● **Stored data**:

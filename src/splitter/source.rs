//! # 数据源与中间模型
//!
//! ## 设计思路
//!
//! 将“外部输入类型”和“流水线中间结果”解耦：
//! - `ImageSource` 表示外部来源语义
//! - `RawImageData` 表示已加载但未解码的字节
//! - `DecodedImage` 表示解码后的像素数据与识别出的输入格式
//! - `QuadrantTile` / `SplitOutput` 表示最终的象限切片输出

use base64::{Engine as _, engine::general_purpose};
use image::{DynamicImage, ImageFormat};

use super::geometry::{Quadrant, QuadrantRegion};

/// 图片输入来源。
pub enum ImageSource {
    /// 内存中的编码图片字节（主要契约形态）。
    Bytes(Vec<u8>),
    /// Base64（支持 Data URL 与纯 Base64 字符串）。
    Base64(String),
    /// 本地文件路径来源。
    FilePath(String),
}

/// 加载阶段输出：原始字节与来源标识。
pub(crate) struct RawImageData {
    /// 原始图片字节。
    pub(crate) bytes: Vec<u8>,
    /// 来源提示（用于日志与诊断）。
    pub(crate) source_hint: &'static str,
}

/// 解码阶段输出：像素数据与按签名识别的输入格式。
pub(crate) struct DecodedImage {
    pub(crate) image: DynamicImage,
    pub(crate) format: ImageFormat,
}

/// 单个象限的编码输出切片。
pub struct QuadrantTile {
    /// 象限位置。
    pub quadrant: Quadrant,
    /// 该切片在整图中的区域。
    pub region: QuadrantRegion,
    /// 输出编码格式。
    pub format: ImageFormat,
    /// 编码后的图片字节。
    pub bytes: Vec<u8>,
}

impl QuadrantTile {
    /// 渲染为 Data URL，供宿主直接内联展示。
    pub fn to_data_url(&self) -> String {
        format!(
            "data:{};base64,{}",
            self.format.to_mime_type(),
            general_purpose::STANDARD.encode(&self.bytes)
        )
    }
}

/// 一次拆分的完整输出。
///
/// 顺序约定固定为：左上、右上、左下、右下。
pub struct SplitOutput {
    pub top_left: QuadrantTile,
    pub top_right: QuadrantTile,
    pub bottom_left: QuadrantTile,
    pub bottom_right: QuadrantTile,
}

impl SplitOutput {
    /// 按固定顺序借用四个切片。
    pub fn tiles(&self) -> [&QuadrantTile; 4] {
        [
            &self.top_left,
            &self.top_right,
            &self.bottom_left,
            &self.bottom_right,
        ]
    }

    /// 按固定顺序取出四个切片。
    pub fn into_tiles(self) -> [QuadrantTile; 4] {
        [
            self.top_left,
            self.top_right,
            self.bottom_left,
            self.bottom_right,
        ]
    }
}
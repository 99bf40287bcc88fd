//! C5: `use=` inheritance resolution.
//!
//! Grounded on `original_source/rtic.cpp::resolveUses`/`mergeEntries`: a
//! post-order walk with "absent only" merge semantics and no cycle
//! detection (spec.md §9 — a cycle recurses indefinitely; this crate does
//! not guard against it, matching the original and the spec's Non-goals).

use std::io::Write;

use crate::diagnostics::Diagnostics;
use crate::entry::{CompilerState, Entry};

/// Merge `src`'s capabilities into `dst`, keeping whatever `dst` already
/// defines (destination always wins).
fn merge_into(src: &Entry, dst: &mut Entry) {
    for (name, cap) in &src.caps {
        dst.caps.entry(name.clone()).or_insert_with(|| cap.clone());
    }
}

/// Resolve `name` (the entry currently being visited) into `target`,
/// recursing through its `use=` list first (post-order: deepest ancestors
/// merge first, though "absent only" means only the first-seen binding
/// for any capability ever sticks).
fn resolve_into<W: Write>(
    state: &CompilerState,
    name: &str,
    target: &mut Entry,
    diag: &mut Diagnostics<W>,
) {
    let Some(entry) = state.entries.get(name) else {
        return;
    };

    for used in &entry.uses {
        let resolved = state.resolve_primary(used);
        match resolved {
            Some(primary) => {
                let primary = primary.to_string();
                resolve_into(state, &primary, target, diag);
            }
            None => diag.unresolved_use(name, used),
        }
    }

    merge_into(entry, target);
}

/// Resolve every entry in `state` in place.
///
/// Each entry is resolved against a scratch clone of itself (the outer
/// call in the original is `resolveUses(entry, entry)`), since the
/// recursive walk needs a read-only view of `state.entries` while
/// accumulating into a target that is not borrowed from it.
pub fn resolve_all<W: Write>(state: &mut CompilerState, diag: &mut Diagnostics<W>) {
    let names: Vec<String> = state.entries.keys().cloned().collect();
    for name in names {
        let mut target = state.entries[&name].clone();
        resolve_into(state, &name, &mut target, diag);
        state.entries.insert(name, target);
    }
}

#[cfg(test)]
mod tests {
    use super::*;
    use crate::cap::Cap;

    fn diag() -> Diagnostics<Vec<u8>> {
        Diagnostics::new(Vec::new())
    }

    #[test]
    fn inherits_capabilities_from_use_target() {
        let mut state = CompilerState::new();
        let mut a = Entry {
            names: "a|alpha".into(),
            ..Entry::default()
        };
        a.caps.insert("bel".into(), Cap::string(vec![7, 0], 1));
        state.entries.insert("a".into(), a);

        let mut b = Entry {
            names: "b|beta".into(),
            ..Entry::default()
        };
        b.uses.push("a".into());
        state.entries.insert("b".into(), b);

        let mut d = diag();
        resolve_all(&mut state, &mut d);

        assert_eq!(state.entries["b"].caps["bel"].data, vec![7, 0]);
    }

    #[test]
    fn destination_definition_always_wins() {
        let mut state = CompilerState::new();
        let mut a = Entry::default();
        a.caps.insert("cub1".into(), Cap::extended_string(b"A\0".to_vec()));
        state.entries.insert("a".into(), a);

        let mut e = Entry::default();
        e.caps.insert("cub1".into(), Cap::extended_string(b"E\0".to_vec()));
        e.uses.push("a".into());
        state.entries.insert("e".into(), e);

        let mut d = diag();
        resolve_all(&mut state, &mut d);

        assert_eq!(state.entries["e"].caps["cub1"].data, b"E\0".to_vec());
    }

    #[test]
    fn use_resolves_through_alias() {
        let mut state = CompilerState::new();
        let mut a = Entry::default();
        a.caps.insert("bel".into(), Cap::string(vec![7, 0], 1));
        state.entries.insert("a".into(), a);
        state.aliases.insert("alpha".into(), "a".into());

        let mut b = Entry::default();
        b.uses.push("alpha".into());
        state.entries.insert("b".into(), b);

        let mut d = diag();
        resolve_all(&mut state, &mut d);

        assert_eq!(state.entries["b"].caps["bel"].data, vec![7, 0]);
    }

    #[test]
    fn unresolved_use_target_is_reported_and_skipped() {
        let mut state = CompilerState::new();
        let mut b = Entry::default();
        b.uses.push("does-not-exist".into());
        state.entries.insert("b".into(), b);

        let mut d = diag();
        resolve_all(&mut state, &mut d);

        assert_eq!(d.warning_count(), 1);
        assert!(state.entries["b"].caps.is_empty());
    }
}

==

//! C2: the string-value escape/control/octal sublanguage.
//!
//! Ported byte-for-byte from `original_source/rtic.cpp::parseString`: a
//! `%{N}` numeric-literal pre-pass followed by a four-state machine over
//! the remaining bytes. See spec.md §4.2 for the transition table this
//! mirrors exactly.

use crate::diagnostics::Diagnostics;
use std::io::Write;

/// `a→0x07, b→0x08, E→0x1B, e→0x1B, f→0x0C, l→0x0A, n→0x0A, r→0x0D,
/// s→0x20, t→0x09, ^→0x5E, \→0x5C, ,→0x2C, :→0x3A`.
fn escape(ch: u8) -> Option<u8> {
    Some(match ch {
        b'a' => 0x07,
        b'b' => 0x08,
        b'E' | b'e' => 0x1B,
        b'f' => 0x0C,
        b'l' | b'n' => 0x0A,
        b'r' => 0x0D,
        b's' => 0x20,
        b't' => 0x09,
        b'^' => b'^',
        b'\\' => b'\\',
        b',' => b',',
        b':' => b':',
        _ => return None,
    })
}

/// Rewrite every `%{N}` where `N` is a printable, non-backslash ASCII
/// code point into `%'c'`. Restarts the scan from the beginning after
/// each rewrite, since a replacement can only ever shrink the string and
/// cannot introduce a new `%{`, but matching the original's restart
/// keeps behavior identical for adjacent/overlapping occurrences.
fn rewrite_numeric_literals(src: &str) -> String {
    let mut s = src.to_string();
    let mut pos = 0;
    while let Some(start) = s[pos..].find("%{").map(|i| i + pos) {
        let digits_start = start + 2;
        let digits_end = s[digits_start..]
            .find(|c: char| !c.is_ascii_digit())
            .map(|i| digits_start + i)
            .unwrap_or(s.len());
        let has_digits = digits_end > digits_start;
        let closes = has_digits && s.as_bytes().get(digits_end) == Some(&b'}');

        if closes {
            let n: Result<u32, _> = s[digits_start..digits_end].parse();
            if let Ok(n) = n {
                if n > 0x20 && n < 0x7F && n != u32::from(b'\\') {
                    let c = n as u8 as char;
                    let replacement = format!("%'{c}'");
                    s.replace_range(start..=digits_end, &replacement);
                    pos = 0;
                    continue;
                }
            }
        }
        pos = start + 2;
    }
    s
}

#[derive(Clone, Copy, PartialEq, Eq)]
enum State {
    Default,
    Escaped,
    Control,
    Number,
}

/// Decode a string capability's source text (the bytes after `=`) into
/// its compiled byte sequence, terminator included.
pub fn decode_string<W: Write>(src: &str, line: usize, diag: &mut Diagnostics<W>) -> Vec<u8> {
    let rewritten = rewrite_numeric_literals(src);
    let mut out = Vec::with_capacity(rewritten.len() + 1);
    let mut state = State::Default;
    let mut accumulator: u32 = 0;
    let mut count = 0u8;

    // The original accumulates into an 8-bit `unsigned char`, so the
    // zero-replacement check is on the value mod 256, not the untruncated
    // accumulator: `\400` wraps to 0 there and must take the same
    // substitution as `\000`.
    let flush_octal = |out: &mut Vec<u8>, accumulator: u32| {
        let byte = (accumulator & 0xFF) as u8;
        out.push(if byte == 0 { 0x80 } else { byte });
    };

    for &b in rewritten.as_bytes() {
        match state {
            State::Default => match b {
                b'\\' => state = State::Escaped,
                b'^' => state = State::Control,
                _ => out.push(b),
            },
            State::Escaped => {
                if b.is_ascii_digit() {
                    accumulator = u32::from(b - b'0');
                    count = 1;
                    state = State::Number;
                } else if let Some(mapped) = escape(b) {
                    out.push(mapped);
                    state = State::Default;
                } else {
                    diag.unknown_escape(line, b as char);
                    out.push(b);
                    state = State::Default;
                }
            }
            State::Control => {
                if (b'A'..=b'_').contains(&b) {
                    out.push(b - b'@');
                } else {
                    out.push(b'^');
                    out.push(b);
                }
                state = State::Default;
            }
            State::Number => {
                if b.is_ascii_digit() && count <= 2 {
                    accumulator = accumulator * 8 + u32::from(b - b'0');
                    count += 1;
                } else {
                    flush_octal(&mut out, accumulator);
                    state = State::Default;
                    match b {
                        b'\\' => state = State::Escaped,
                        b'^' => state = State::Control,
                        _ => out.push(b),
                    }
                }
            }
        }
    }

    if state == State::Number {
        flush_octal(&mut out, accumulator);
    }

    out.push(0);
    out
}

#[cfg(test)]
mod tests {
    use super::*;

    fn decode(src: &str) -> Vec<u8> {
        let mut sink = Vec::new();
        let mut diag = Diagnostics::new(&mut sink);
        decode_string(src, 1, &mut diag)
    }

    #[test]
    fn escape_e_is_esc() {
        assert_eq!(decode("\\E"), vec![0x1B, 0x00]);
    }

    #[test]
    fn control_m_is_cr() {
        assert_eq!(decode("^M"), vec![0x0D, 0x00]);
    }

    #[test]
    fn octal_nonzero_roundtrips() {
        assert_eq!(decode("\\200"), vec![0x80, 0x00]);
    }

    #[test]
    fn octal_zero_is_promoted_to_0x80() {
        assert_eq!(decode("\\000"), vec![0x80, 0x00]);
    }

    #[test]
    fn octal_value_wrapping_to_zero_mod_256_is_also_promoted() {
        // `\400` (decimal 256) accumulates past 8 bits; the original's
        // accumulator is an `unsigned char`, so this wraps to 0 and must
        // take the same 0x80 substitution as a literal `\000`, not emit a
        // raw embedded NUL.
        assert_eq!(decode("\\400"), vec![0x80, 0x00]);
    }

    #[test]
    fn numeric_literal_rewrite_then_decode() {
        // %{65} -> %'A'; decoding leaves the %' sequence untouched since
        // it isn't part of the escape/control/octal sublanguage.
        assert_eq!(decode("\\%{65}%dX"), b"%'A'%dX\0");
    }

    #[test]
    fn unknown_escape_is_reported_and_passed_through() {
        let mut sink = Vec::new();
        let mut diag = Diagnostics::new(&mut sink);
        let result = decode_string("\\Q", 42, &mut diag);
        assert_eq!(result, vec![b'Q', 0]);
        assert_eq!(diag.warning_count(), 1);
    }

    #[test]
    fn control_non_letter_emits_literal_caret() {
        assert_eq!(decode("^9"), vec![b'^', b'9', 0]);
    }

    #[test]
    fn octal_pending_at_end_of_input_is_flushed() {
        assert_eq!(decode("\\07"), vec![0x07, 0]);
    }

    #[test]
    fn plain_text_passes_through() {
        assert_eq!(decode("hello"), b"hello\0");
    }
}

● **Task to carry out**:
Reproducing the whole listing above is not the task. Copy exactly only the lines from the one with "fn rewrite_numeric_literals(src: &str)" to the one with "let digits_end = s[digits_start..]", both kept.

● **Task answer**:
fn rewrite_numeric_literals(src: &str) -> String {
    let mut s = src.to_string();
    let mut pos = 0;
    while let Some(start) = s[pos..].find("%{").map(|i| i + pos) {
        let digits_start = start + 2;
        let digits_end = s[digits_start..]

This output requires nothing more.